Provided data START
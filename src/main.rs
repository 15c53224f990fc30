use dotenvy::dotenv;
use precifica::{
    Result, Session,
    config::{self, AppConfig},
    core::{
        costing::{MarginAdvice, margin_advice},
        extraction::{MockExtractor, prefill_draft},
        report::{format_brl, format_ingredient_line, format_product_line, format_quota},
    },
};
use tracing::{error, info, warn};
use tracing_subscriber::EnvFilter;

#[tokio::main(flavor = "current_thread")]
async fn main() -> Result<()> {
    // 1. Initialize tracing (as early as possible)
    tracing_subscriber::fmt()
        .with_env_filter(
            EnvFilter::try_from_default_env().unwrap_or_else(|_| EnvFilter::new("info")),
        )
        .init();

    // 2. Load .env file; variables may also be set externally
    dotenv().ok();

    // 3. Load settings and seed data
    let app_config = AppConfig::from_env()
        .inspect_err(|e| error!("Failed to read settings: {}", e))?;
    let seed = config::load_seed_or_default(&app_config.seed_path)
        .inspect_err(|e| error!("Failed to load seed data: {}", e))?;

    // 4. Build the session
    let session = Session::from_config(&app_config, &seed)
        .inspect_err(|e| error!("Seed data rejected: {}", e))?;

    // 5. Log the summary
    for ingredient in session.ingredients().iter() {
        info!("{}", format_ingredient_line(ingredient));
    }
    let summary = session.inventory_summary();
    info!(
        "Stock: {} ingredients worth {}, average unit price {}",
        summary.count,
        format_brl(summary.total_stock_value),
        format_brl(summary.average_unit_price)
    );

    for product in session.products().iter() {
        info!("{}", format_product_line(product));
        if margin_advice(product.margin_percent()) == MarginAdvice::BelowCost {
            warn!("{} sells below cost", product.name());
        }
    }
    info!("{}", format_quota(&session.quota()));
    info!("Credits: {}", session.credits().balance());

    // 6. Optionally prefill an ingredient from a photo
    if let Some(image_path) = std::env::args().nth(1) {
        let image = tokio::fs::read(&image_path)
            .await
            .inspect_err(|e| error!("Failed to read image {}: {}", image_path, e))?;
        info!("Reading fields from {}...", image_path);
        let draft = prefill_draft(&MockExtractor::default(), &image).await?;
        info!(
            "Prefilled draft: {} | {} {} | {}",
            draft.name,
            draft.quantity,
            draft.unit,
            format_brl(draft.unit_price)
        );
    }

    Ok(())
}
Provided data END
The problem. The reply must be a number and nothing more: the count of lines above that contain the word "warn".

Solution to this problem. 2